I WANT TO INSIST AGAIN THAT OUR FATHERS NOT BE SENT ALONE INTO THE MISSIONS.
Apostolic community was always a non-negotiable condition of Oblate life for Eugene. When he sent the first Missionaries to Canada it was with the intention of their living in a community from which they would do their missions. Once there, however, the Oblates became aware of the urgent need for evangelization among people who were abandoned and did not have anyone to offer them the possibility of eternal salvation. Thus began the ongoing conflict between two Oblate values: closeness to the people in meeting the most urgent needs versus the necessity for apostolic community.
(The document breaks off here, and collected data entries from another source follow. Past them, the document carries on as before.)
//! Deterministic simulation module
//!
//! All gameplay logic lives here. This module must be pure and deterministic:
//! - One tick per call, movement counted in ticks
//! - Time only through an injected `Clock`
//! - Seeded RNG only
//! - Stable iteration order (layout order)
//! - No rendering or platform dependencies

pub mod agent;
pub mod clock;
pub mod collision;
pub mod entity;
pub mod grid;
pub mod layout;
pub mod pursuer;
pub mod state;
pub mod tick;

pub use agent::Agent;
pub use clock::{Clock, ManualClock, SystemClock};
pub use collision::{Rect, overlaps};
pub use entity::{Body, Heading, Mover, Sprite, random_heading, should_turn};
pub use grid::GridGeometry;
pub use layout::{Layout, LayoutError, PursuerIdentity, REFERENCE_LAYOUT, Tile};
pub use pursuer::{Pursuer, PursuerState};
pub use state::{GameEvent, GameState, Outcome, World};
pub use tick::{TickInput, tick};
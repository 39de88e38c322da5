//! Autonomous pursuers
//!
//! Each pursuer is a two-state machine, timed independently:
//! - `Active`: wanders, turning on wall contact or at random
//! - `Respawning`: caught while vulnerable; off the board until `resume_at_ms`

use glam::Vec2;
use rand::Rng;
use serde::{Deserialize, Serialize};

use super::collision::Rect;
use super::entity::{Body, Mover, Sprite, random_heading, should_turn};
use super::layout::PursuerIdentity;
use crate::consts::{PURSUER_SPEED, RESPAWN_DELAY_MS};

#[derive(Debug, Clone, Copy, PartialEq, Eq, Serialize, Deserialize)]
pub enum PursuerState {
    Active,
    Respawning { resume_at_ms: u64 },
}

#[derive(Debug, Clone, PartialEq, Serialize, Deserialize)]
pub struct Pursuer {
    pub mover: Mover,
    pub identity: PursuerIdentity,
    /// Mirrors power-mode while active
    pub vulnerable: bool,
    pub state: PursuerState,
}

impl Pursuer {
    pub fn new<R: Rng + ?Sized>(
        identity: PursuerIdentity,
        pos: Vec2,
        size: Vec2,
        rng: &mut R,
    ) -> Self {
        let body = Body::new(pos, size, Some(Sprite::Pursuer(identity)));
        Self {
            mover: Mover::new(body, PURSUER_SPEED, random_heading(rng)),
            identity,
            vulnerable: false,
            state: PursuerState::Active,
        }
    }

    #[inline]
    pub fn body(&self) -> &Body {
        &self.mover.body
    }

    #[inline]
    pub fn is_active(&self) -> bool {
        self.state == PursuerState::Active
    }

    #[inline]
    pub fn is_respawning(&self) -> bool {
        !self.is_active()
    }

    /// Advance one tick.
    ///
    /// Active pursuers step, wrap, and on wall contact (or a random turn)
    /// undo the step and pick a fresh heading. Respawning pursuers only watch
    /// their timer.
    pub fn update<R: Rng + ?Sized>(
        &mut self,
        walls: &[Rect],
        board_width: f32,
        power_mode: bool,
        now_ms: u64,
        rng: &mut R,
    ) {
        if let PursuerState::Respawning { resume_at_ms } = self.state {
            if now_ms > resume_at_ms {
                self.state = PursuerState::Active;
                self.mover.body.reset();
                self.mover.set_heading(random_heading(rng));
                self.sync_vulnerability(power_mode);
                log::debug!("{:?} pursuer back at spawn", self.identity);
            }
            return;
        }

        self.mover.body.pos += self.mover.vel;
        self.mover.wrap_tunnel(board_width);

        // Short-circuits: the random roll is only taken when not already blocked
        if self.mover.hits_wall(walls) || should_turn(rng) {
            self.mover.body.pos -= self.mover.vel;
            self.mover.set_heading(random_heading(rng));
        }

        self.sync_vulnerability(power_mode);
    }

    fn sync_vulnerability(&mut self, power_mode: bool) {
        self.vulnerable = power_mode;
        self.mover.body.sprite = Some(if power_mode {
            Sprite::ScaredPursuer
        } else {
            Sprite::Pursuer(self.identity)
        });
    }

    /// Caught by the agent while vulnerable
    pub fn start_respawn(&mut self, now_ms: u64) {
        self.state = PursuerState::Respawning {
            resume_at_ms: now_ms + RESPAWN_DELAY_MS,
        };
        self.vulnerable = false;
    }

    /// Back to spawn with a fresh heading after the agent loses a life.
    /// Respawn timers are left running.
    pub fn reset<R: Rng + ?Sized>(&mut self, rng: &mut R) {
        self.mover.body.reset();
        self.mover.set_heading(random_heading(rng));
        self.vulnerable = false;
    }
}

#[cfg(test)]
mod tests {
    use super::*;
    use crate::sim::entity::Heading;
    use rand::SeedableRng;
    use rand_pcg::Pcg32;

    fn pursuer(rng: &mut Pcg32) -> Pursuer {
        Pursuer::new(
            PursuerIdentity::Pink,
            Vec2::new(320.0, 320.0),
            Vec2::splat(32.0),
            rng,
        )
    }

    #[test]
    fn test_new_pursuer_is_active_with_matching_velocity() {
        let mut rng = Pcg32::seed_from_u64(1);
        let p = pursuer(&mut rng);
        assert!(p.is_active());
        assert!(!p.vulnerable);
        assert_eq!(p.mover.vel, p.mover.heading.velocity(PURSUER_SPEED));
        assert_eq!(p.body().sprite, Some(Sprite::Pursuer(PursuerIdentity::Pink)));
    }

    #[test]
    fn test_wall_contact_undoes_step_and_rerolls() {
        let mut rng = Pcg32::seed_from_u64(3);
        let mut p = pursuer(&mut rng);
        p.mover.set_heading(Heading::Right);
        let start = p.body().pos;
        // Wall directly to the right, touching the box edge
        let walls = [Rect::new(Vec2::new(352.0, 320.0), Vec2::splat(32.0))];
        p.update(&walls, 608.0, false, 0, &mut rng);
        assert!((p.body().pos - start).length() < 1e-3);
        assert_eq!(p.mover.vel, p.mover.heading.velocity(PURSUER_SPEED));
    }

    #[test]
    fn test_vulnerability_mirrors_power_mode() {
        let mut rng = Pcg32::seed_from_u64(5);
        let mut p = pursuer(&mut rng);
        p.update(&[], 608.0, true, 0, &mut rng);
        assert!(p.vulnerable);
        assert_eq!(p.body().sprite, Some(Sprite::ScaredPursuer));

        p.update(&[], 608.0, false, 50, &mut rng);
        assert!(!p.vulnerable);
        assert_eq!(p.body().sprite, Some(Sprite::Pursuer(PursuerIdentity::Pink)));
    }

    #[test]
    fn test_respawn_waits_for_full_delay() {
        let mut rng = Pcg32::seed_from_u64(9);
        let mut p = pursuer(&mut rng);
        for t in 0..10 {
            p.update(&[], 608.0, true, t * 50, &mut rng);
        }
        assert_ne!(p.body().pos, p.body().start());

        p.start_respawn(1_000);
        assert!(p.is_respawning());
        let parked = p.body().pos;

        // Frozen while the timer runs, including at the exact resume time
        p.update(&[], 608.0, true, 1_000 + RESPAWN_DELAY_MS, &mut rng);
        assert!(p.is_respawning());
        assert_eq!(p.body().pos, parked);

        p.update(&[], 608.0, true, 1_001 + RESPAWN_DELAY_MS, &mut rng);
        assert!(p.is_active());
        assert_eq!(p.body().pos, p.body().start());
        assert!(p.vulnerable);
        assert_eq!(p.mover.vel, p.mover.heading.velocity(PURSUER_SPEED));
    }

    #[test]
    fn test_reset_clears_vulnerable() {
        let mut rng = Pcg32::seed_from_u64(11);
        let mut p = pursuer(&mut rng);
        p.update(&[], 608.0, true, 0, &mut rng);
        p.reset(&mut rng);
        assert!(!p.vulnerable);
        assert_eq!(p.body().pos, p.body().start());
    }
}
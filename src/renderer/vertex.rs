//! Vertex types for 2D rendering

use bytemuck::{Pod, Zeroable};

/// Simple 2D vertex with position and color, laid out for direct upload
#[repr(C)]
#[derive(Copy, Clone, Debug, PartialEq, Pod, Zeroable)]
pub struct Vertex {
    pub position: [f32; 2],
    pub color: [f32; 4],
}

impl Vertex {
    pub const fn new(x: f32, y: f32, color: [f32; 4]) -> Self {
        Self {
            position: [x, y],
            color,
        }
    }
}

/// Flat colors standing in for sprites
pub mod colors {
    pub const WALL: [f32; 4] = [0.13, 0.2, 0.85, 1.0];
    pub const FOOD: [f32; 4] = [1.0, 1.0, 1.0, 1.0];
    pub const CHERRY: [f32; 4] = [0.9, 0.1, 0.2, 1.0];
    pub const CHERRY_ALT: [f32; 4] = [0.75, 0.05, 0.3, 1.0];
    pub const AGENT: [f32; 4] = [1.0, 0.9, 0.0, 1.0];
    pub const PURSUER_RED: [f32; 4] = [1.0, 0.0, 0.0, 1.0];
    pub const PURSUER_BLUE: [f32; 4] = [0.0, 1.0, 1.0, 1.0];
    pub const PURSUER_PINK: [f32; 4] = [1.0, 0.7, 1.0, 1.0];
    pub const PURSUER_ORANGE: [f32; 4] = [1.0, 0.7, 0.4, 1.0];
    pub const SCARED: [f32; 4] = [0.2, 0.2, 1.0, 1.0];
}
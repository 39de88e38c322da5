//! The player-controlled agent

use glam::Vec2;
use serde::{Deserialize, Serialize};

use super::collision::Rect;
use super::entity::{Body, Heading, Mover, Sprite};
use crate::consts::AGENT_SPEED;

/// Heading after spawn and after every reset
pub const DEFAULT_HEADING: Heading = Heading::Right;

#[derive(Debug, Clone, PartialEq, Serialize, Deserialize)]
pub struct Agent {
    pub mover: Mover,
    /// Latest heading request, retried every tick until it is taken
    pub requested: Heading,
}

impl Agent {
    pub fn new(pos: Vec2, size: Vec2) -> Self {
        let body = Body::new(pos, size, Some(Sprite::Agent(DEFAULT_HEADING)));
        Self {
            mover: Mover::new(body, AGENT_SPEED, DEFAULT_HEADING),
            requested: DEFAULT_HEADING,
        }
    }

    #[inline]
    pub fn body(&self) -> &Body {
        &self.mover.body
    }

    #[inline]
    pub fn heading(&self) -> Heading {
        self.mover.heading
    }

    /// Queue a heading change; overwrites any request not yet taken
    pub fn request(&mut self, heading: Heading) {
        self.requested = heading;
    }

    /// Tunnel wrap, move (with rollback), then try the requested turn
    pub fn update(&mut self, walls: &[Rect], board_width: f32) {
        self.mover.wrap_tunnel(board_width);
        self.mover.try_move(walls);
        self.apply_requested(walls);
    }

    /// Take the requested heading only if the box, stepped one tick that
    /// way from where it stands now, is clear. This allows turning mid-tile.
    fn apply_requested(&mut self, walls: &[Rect]) {
        let wanted = self.requested;
        if wanted == self.mover.heading {
            return;
        }
        if self.mover.is_clear(wanted.velocity(self.mover.speed), walls) {
            self.mover.set_heading(wanted);
            self.mover.body.sprite = Some(Sprite::Agent(wanted));
        }
    }

    /// Back to spawn facing right. The pending request is kept.
    pub fn reset(&mut self) {
        self.mover.body.reset();
        self.mover.set_heading(DEFAULT_HEADING);
        self.mover.body.sprite = Some(Sprite::Agent(DEFAULT_HEADING));
    }
}

#[cfg(test)]
mod tests {
    use super::*;

    const TILE: f32 = 32.0;

    fn wall(col: f32, row: f32) -> Rect {
        Rect::new(Vec2::new(col * TILE, row * TILE), Vec2::splat(TILE))
    }

    /// Horizontal corridor in row 1, walls above and below, open at x = 0..5
    fn corridor() -> Vec<Rect> {
        let mut walls = Vec::new();
        for c in 0..6 {
            walls.push(wall(c as f32, 0.0));
            walls.push(wall(c as f32, 2.0));
        }
        walls
    }

    fn agent_at(col: f32, row: f32) -> Agent {
        Agent::new(Vec2::new(col * TILE, row * TILE), Vec2::splat(TILE))
    }

    #[test]
    fn test_moves_along_heading() {
        let mut agent = agent_at(1.0, 1.0);
        agent.update(&corridor(), 1000.0);
        assert_eq!(agent.body().pos, Vec2::new(40.0, 32.0));
    }

    #[test]
    fn test_blocked_turn_keeps_heading() {
        let walls = corridor();
        let mut agent = agent_at(1.0, 1.0);
        agent.request(Heading::Up);
        agent.update(&walls, 1000.0);
        assert_eq!(agent.heading(), Heading::Right);
        assert_eq!(agent.mover.vel, Vec2::new(AGENT_SPEED, 0.0));
        // Still pending, retried next tick
        assert_eq!(agent.requested, Heading::Up);
    }

    #[test]
    fn test_open_turn_commits_exact_vector() {
        let walls = corridor();
        let mut agent = agent_at(1.0, 1.0);
        agent.request(Heading::Left);
        agent.update(&walls, 1000.0);
        assert_eq!(agent.heading(), Heading::Left);
        assert_eq!(agent.mover.vel, Vec2::new(-AGENT_SPEED, 0.0));
        assert_eq!(agent.body().sprite, Some(Sprite::Agent(Heading::Left)));
    }

    #[test]
    fn test_queued_turn_taken_when_opening_appears() {
        // Gap in the top wall at column 3
        let walls: Vec<Rect> = corridor()
            .into_iter()
            .filter(|r| r.pos != Vec2::new(3.0 * TILE, 0.0))
            .collect();
        let mut agent = agent_at(1.0, 1.0);
        agent.request(Heading::Up);

        let mut ticks = 0;
        while agent.heading() != Heading::Up {
            agent.update(&walls, 1000.0);
            ticks += 1;
            assert!(ticks < 20, "turn never taken");
        }
        // Turns as soon as an upward step is clear, i.e. once aligned with the gap
        assert_eq!(agent.body().pos.x, 3.0 * TILE);
    }

    #[test]
    fn test_wall_stops_agent() {
        let mut walls = corridor();
        walls.push(wall(3.0, 1.0));
        let mut agent = agent_at(2.0, 1.0);
        agent.update(&walls, 1000.0);
        assert_eq!(agent.body().pos, Vec2::new(64.0, 32.0));
    }

    #[test]
    fn test_reset_restores_defaults() {
        let mut agent = agent_at(1.0, 1.0);
        agent.request(Heading::Left);
        agent.update(&corridor(), 1000.0);
        agent.reset();
        assert_eq!(agent.body().pos, Vec2::new(32.0, 32.0));
        assert_eq!(agent.heading(), Heading::Right);
        assert_eq!(agent.mover.vel, Vec2::new(AGENT_SPEED, 0.0));
        assert_eq!(agent.body().sprite, Some(Sprite::Agent(Heading::Right)));
    }
}
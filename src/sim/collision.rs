//! Axis-aligned box overlap tests
//!
//! Every interaction in the maze (walls, pickups, pursuer encounters) reduces
//! to "do these two boxes overlap". Edges that only touch do not count.

use glam::Vec2;
use serde::{Deserialize, Serialize};

/// Axis-aligned rectangle: top-left corner plus size, in pixels
#[derive(Debug, Clone, Copy, PartialEq, Serialize, Deserialize)]
pub struct Rect {
    pub pos: Vec2,
    pub size: Vec2,
}

impl Rect {
    pub const fn new(pos: Vec2, size: Vec2) -> Self {
        Self { pos, size }
    }

    #[inline]
    pub fn min(&self) -> Vec2 {
        self.pos
    }

    #[inline]
    pub fn max(&self) -> Vec2 {
        self.pos + self.size
    }

    /// Same box shifted by `delta`
    #[inline]
    pub fn offset(&self, delta: Vec2) -> Self {
        Self::new(self.pos + delta, self.size)
    }
}

/// Strict overlap on both axes. Symmetric and side-effect free.
#[inline]
pub fn overlaps(a: &Rect, b: &Rect) -> bool {
    let (a_min, a_max) = (a.min(), a.max());
    let (b_min, b_max) = (b.min(), b.max());
    a_min.x < b_max.x && a_max.x > b_min.x && a_min.y < b_max.y && a_max.y > b_min.y
}

/// True if `rect` overlaps any of `obstacles`
pub fn overlaps_any<'a>(rect: &Rect, obstacles: impl IntoIterator<Item = &'a Rect>) -> bool {
    obstacles.into_iter().any(|o| overlaps(rect, o))
}

#[cfg(test)]
mod tests {
    use super::*;
    use proptest::prelude::*;

    fn rect(x: f32, y: f32, w: f32, h: f32) -> Rect {
        Rect::new(Vec2::new(x, y), Vec2::new(w, h))
    }

    #[test]
    fn test_touching_edges_do_not_overlap() {
        let a = rect(0.0, 0.0, 10.0, 10.0);
        let b = rect(10.0, 0.0, 10.0, 10.0);
        assert!(!overlaps(&a, &b));
        assert!(!overlaps(&b, &a));

        let below = rect(0.0, 10.0, 10.0, 10.0);
        assert!(!overlaps(&a, &below));
    }

    #[test]
    fn test_partial_overlap() {
        let a = rect(0.0, 0.0, 10.0, 10.0);
        let b = rect(9.5, 9.5, 10.0, 10.0);
        assert!(overlaps(&a, &b));
    }

    #[test]
    fn test_contained_box_overlaps() {
        // Food pellet sitting inside a tile-sized agent
        let agent = rect(32.0, 32.0, 32.0, 32.0);
        let food = rect(46.0, 46.0, 4.0, 4.0);
        assert!(overlaps(&agent, &food));
        assert!(overlaps(&food, &agent));
    }

    #[test]
    fn test_overlaps_any() {
        let walls = [rect(0.0, 0.0, 32.0, 32.0), rect(64.0, 0.0, 32.0, 32.0)];
        assert!(!overlaps_any(&rect(32.0, 0.0, 32.0, 32.0), &walls));
        assert!(overlaps_any(&rect(40.0, 0.0, 32.0, 32.0), &walls));
        assert!(!overlaps_any(&rect(40.0, 0.0, 32.0, 32.0), &[]));
    }

    fn arb_rect() -> impl Strategy<Value = Rect> {
        (-500i32..500, -500i32..500, 1i32..100, 1i32..100)
            .prop_map(|(x, y, w, h)| rect(x as f32, y as f32, w as f32, h as f32))
    }

    proptest! {
        #[test]
        fn prop_overlap_is_symmetric(a in arb_rect(), b in arb_rect()) {
            prop_assert_eq!(overlaps(&a, &b), overlaps(&b, &a));
        }

        #[test]
        fn prop_rect_overlaps_itself(a in arb_rect()) {
            prop_assert!(overlaps(&a, &a));
        }

        #[test]
        fn prop_adjacent_rects_never_overlap(a in arb_rect(), h in 1i32..100, dy in -50i32..50) {
            let right = rect(a.max().x, a.pos.y + dy as f32, 10.0, h as f32);
            prop_assert!(!overlaps(&a, &right));
        }
    }
}
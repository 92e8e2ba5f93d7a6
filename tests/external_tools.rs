//! CD-HIT and MAFFT adapters driven through stand-in shell scripts
#![cfg(unix)]

mod common;

use std::os::unix::fs::PermissionsExt;
use std::path::{Path, PathBuf};

use common::*;
use indexmap::IndexMap;
use odbgroup::bio::sequence::SequenceRecord;
use odbgroup::tools::{CdHit, Clusterer, Mafft, MultipleAligner};
use odbgroup::OdbError;
use pretty_assertions::assert_eq;
use tempfile::TempDir;

// Copies the input and puts every sequence into one cluster headed by the first
const FAKE_CDHIT: &str = r#"#!/bin/sh
while [ $# -gt 0 ]; do
  case "$1" in
    -i) in="$2"; shift 2 ;;
    -o) out="$2"; shift 2 ;;
    *) shift ;;
  esac
done
cp "$in" "$out"
echo ">Cluster 0" > "$out.clstr"
n=0
grep '^>' "$in" | while read -r header; do
  id=${header#>}
  if [ "$n" -eq 0 ]; then
    echo "$n	100aa, >$id... *"
  else
    echo "$n	100aa, >$id... at 95.00%"
  fi
  n=$((n + 1))
done >> "$out.clstr"
"#;

// Echoes its last argument, which is the input FASTA
const FAKE_MAFFT: &str = r#"#!/bin/sh
for arg; do last="$arg"; done
cat "$last"
"#;

// Honours `-l` the way CD-HIT does: sequences of that length or shorter are
// left out of the report. Every kept sequence is its own cluster.
const LENGTH_CUTOFF_CDHIT: &str = r#"#!/bin/sh
l=10
while [ $# -gt 0 ]; do
  case "$1" in
    -i) in="$2"; shift 2 ;;
    -o) out="$2"; shift 2 ;;
    -l) l="$2"; shift 2 ;;
    *) shift ;;
  esac
done
cp "$in" "$out"
awk -v l="$l" '
  function emit() {
    if (len > l) { printf ">Cluster %d\n0\t%daa, >%s... *\n", n, len, id; n++ }
  }
  /^>/ { if (id != "") emit(); id = substr($0, 2); len = 0; next }
  { len += length($0) }
  END { if (id != "") emit() }
' "$in" > "$out.clstr"
"#;

// Exits cleanly after writing the report but not the clustered FASTA
const CLSTR_ONLY_CDHIT: &str = r#"#!/bin/sh
while [ $# -gt 0 ]; do
  case "$1" in
    -i) in="$2"; shift 2 ;;
    -o) out="$2"; shift 2 ;;
    *) shift ;;
  esac
done
id=$(grep '^>' "$in" | head -n 1 | cut -c 2-)
printf '>Cluster 0\n0\t100aa, >%s... *\n' "$id" > "$out.clstr"
"#;

const SILENT_TOOL: &str = "#!/bin/sh\nexit 0\n";

const FAILING_TOOL: &str = "#!/bin/sh\necho 'out of memory' >&2\nexit 3\n";

fn install(dir: &Path, name: &str, body: &str) -> PathBuf {
    let path = dir.join(name);
    std::fs::write(&path, body).unwrap();
    let mut perms = std::fs::metadata(&path).unwrap().permissions();
    perms.set_mode(0o755);
    std::fs::set_permissions(&path, perms).unwrap();
    path
}

fn ldo_records() -> IndexMap<String, SequenceRecord> {
    let members = scenario_members();
    expected_ldos()
        .into_iter()
        .map(|id| {
            let sequence = members
                .iter()
                .find(|(member, _)| *member == id)
                .map(|(_, s)| s.clone())
                .unwrap();
            (id.clone(), SequenceRecord::new(id, sequence))
        })
        .collect()
}

#[test]
fn test_cdhit_script_output_is_parsed() {
    let bin = TempDir::new().unwrap();
    let scratch = TempDir::new().unwrap();
    let exe = install(bin.path(), "cd-hit", FAKE_CDHIT);

    let cdhit = CdHit::new(exe.display().to_string(), 0.9)
        .with_threads(2)
        .with_temp_root(Some(scratch.path().to_path_buf()));
    let output = cdhit.cluster(&ldo_records(), "fake").unwrap();

    assert_eq!(output.clusters.len(), 1);
    let representative = expected_ldos()[0].clone();
    assert_eq!(
        output.clusters.representatives().collect::<Vec<_>>(),
        vec![&representative]
    );
    assert_eq!(output.clusters.members(&representative).unwrap().len(), 3);
    assert!(output.command.contains("-c 0.9 -n 5 -M 0 -d 0 -T 2"));

    // staging directory is removed once the run finishes
    assert_eq!(std::fs::read_dir(scratch.path()).unwrap().count(), 0);
}

#[test]
fn test_cdhit_failure_carries_stderr() {
    let bin = TempDir::new().unwrap();
    let exe = install(bin.path(), "cd-hit", FAILING_TOOL);

    let err = CdHit::new(exe.display().to_string(), 0.9)
        .cluster(&ldo_records(), "fake")
        .unwrap_err();
    match err {
        OdbError::ClusteringTool(message) => assert!(message.contains("out of memory")),
        other => panic!("Expected ClusteringTool error, got {:?}", other),
    }
}

#[test]
fn test_mafft_script_rows_are_checked() {
    let bin = TempDir::new().unwrap();
    let exe = install(bin.path(), "mafft", FAKE_MAFFT);
    let records = ldo_records();
    let refs: Vec<&SequenceRecord> = records.values().collect();

    let output = Mafft::new(exe.display().to_string())
        .with_threads(4)
        .align(&refs, "fake")
        .unwrap();

    assert_eq!(output.rows.len(), 3);
    assert!(output.rows.iter().all(|row| row.len() == QUERY_LEN));
    assert!(output.row(QUERY).is_some());
    assert!(output.command.contains("--thread 4 --quiet --anysymbol"));
}

#[test]
fn test_mafft_ragged_output_is_rejected() {
    let bin = TempDir::new().unwrap();
    let exe = install(bin.path(), "mafft", FAKE_MAFFT);
    let query = SequenceRecord::new(QUERY, base_sequence(QUERY_LEN));
    let short = SequenceRecord::new("10090_0:00a002", base_sequence(90));

    let err = Mafft::new(exe.display().to_string())
        .align(&[&query, &short], "fake")
        .unwrap_err();
    assert!(matches!(err, OdbError::AlignmentTool(_)));
}

fn scratch_is_empty(scratch: &TempDir) -> bool {
    std::fs::read_dir(scratch.path()).unwrap().count() == 0
}

#[test]
fn test_cdhit_failure_removes_staging() {
    let bin = TempDir::new().unwrap();
    let scratch = TempDir::new().unwrap();
    let exe = install(bin.path(), "cd-hit", FAILING_TOOL);

    let result = CdHit::new(exe.display().to_string(), 0.9)
        .with_temp_root(Some(scratch.path().to_path_buf()))
        .cluster(&ldo_records(), "fake");
    assert!(matches!(result, Err(OdbError::ClusteringTool(_))));
    assert!(scratch_is_empty(&scratch));
}

#[test]
fn test_cdhit_without_clustered_fasta_is_an_error() {
    let bin = TempDir::new().unwrap();
    let scratch = TempDir::new().unwrap();
    let exe = install(bin.path(), "cd-hit", CLSTR_ONLY_CDHIT);
    let mut records = ldo_records();
    records.truncate(1);

    let err = CdHit::new(exe.display().to_string(), 0.9)
        .with_temp_root(Some(scratch.path().to_path_buf()))
        .cluster(&records, "fake")
        .unwrap_err();
    match err {
        OdbError::ClusteringTool(message) => assert!(message.contains("ldos_clustered.fasta")),
        other => panic!("Expected ClusteringTool error, got {:?}", other),
    }
    assert!(scratch_is_empty(&scratch));
}

#[test]
fn test_cdhit_without_any_output_is_an_error() {
    let bin = TempDir::new().unwrap();
    let exe = install(bin.path(), "cd-hit", SILENT_TOOL);

    let err = CdHit::new(exe.display().to_string(), 0.9)
        .cluster(&ldo_records(), "fake")
        .unwrap_err();
    assert!(matches!(err, OdbError::ClusteringTool(_)));
}

#[test]
fn test_cdhit_keeps_sequences_at_the_default_cutoff() {
    let bin = TempDir::new().unwrap();
    let exe = install(bin.path(), "cd-hit", LENGTH_CUTOFF_CDHIT);
    let mut records = IndexMap::new();
    for (id, sequence) in [
        (QUERY, base_sequence(20)),
        ("10090_0:00a001", base_sequence(9)),
        ("7955_0:00b003", base_sequence(10)),
    ] {
        records.insert(id.to_string(), SequenceRecord::new(id, sequence));
    }

    let output = CdHit::new(exe.display().to_string(), 0.9)
        .cluster(&records, "short")
        .unwrap();
    assert!(output.command.contains("-l 8"));
    assert_eq!(output.clusters.len(), 3);
    assert_eq!(
        output.clusters.members("10090_0:00a001").unwrap(),
        &["10090_0:00a001".to_string()]
    );
}

#[test]
fn test_mafft_failure_removes_staging() {
    let bin = TempDir::new().unwrap();
    let scratch = TempDir::new().unwrap();
    let exe = install(bin.path(), "mafft", FAILING_TOOL);
    let records = ldo_records();
    let refs: Vec<&SequenceRecord> = records.values().collect();

    let err = Mafft::new(exe.display().to_string())
        .with_temp_root(Some(scratch.path().to_path_buf()))
        .align(&refs, "fake")
        .unwrap_err();
    match err {
        OdbError::AlignmentTool(message) => assert!(message.contains("out of memory")),
        other => panic!("Expected AlignmentTool error, got {:?}", other),
    }
    assert!(scratch_is_empty(&scratch));
}

#[test]
fn test_mafft_without_output_is_an_error() {
    let bin = TempDir::new().unwrap();
    let scratch = TempDir::new().unwrap();
    let exe = install(bin.path(), "mafft", SILENT_TOOL);
    let records = ldo_records();
    let refs: Vec<&SequenceRecord> = records.values().collect();

    let err = Mafft::new(exe.display().to_string())
        .with_temp_root(Some(scratch.path().to_path_buf()))
        .align(&refs, "fake")
        .unwrap_err();
    assert!(matches!(err, OdbError::AlignmentTool(_)));
    assert!(scratch_is_empty(&scratch));
}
I certainly have something to say about the sudden choice you have made of Bro. Loverlochère for the missions to the Indigenous Peoples. Do you not know that he needs much exercise in the practice, not only of religious, but even of the ordinary Christian virtues? It is not right to leave him on his own. And in that connection, I want to insist again that our Fathers not be sent alone into the missions.
The Jesuit Fathers have just made it a rule that even in the missions of the Maduré, the Fathers must always go in pairs. It is my formal intention that you adopt this policy. It must only be set aside by dispensation and necessity.
Letter to Father Jean Baptiste Honorat, 1 March 1844, EO I n 32
We will see that this was to be a constant preoccupation of Eugene as the foreign missions developed. It is a struggle that has still not been successfully solved today.